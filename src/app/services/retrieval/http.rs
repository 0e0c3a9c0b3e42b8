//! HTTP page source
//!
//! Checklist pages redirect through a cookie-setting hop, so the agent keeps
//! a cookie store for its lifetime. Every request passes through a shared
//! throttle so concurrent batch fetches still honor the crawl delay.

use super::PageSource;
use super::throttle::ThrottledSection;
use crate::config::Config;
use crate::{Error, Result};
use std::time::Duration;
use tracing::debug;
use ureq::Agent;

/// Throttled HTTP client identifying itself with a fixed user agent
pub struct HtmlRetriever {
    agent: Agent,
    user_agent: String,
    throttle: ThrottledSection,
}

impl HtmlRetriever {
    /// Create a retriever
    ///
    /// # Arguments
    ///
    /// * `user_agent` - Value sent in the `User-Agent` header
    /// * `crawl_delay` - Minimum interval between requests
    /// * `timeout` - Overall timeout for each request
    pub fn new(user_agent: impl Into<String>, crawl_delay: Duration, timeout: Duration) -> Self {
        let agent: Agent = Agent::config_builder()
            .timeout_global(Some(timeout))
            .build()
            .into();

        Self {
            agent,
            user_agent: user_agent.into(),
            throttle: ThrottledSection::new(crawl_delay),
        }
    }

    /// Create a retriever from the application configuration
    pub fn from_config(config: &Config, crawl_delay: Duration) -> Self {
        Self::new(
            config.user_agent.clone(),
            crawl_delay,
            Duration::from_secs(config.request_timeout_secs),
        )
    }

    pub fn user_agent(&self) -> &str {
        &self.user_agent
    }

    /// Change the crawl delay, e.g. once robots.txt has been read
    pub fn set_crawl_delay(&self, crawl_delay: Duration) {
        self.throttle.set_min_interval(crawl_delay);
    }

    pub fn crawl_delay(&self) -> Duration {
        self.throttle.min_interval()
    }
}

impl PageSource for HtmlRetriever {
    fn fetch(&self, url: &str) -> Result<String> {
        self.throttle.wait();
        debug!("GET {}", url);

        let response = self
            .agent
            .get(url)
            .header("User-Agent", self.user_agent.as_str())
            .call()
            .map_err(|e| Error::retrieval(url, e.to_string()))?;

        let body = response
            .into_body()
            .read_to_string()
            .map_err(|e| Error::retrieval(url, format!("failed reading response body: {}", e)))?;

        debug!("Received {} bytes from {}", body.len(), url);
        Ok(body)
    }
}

______

What you are asked to do - Write out the records exactly, starting at the first line and stopping after the line that contains "through a shared".

Result of this exercise -
filename src/app/services/retrieval/http.rs
repository 0e0c3a9c0b3e42b8
//! HTTP page source
//!
//! Checklist pages redirect through a cookie-setting hop, so the agent keeps
//! a cookie store for its lifetime. Every request passes through a shared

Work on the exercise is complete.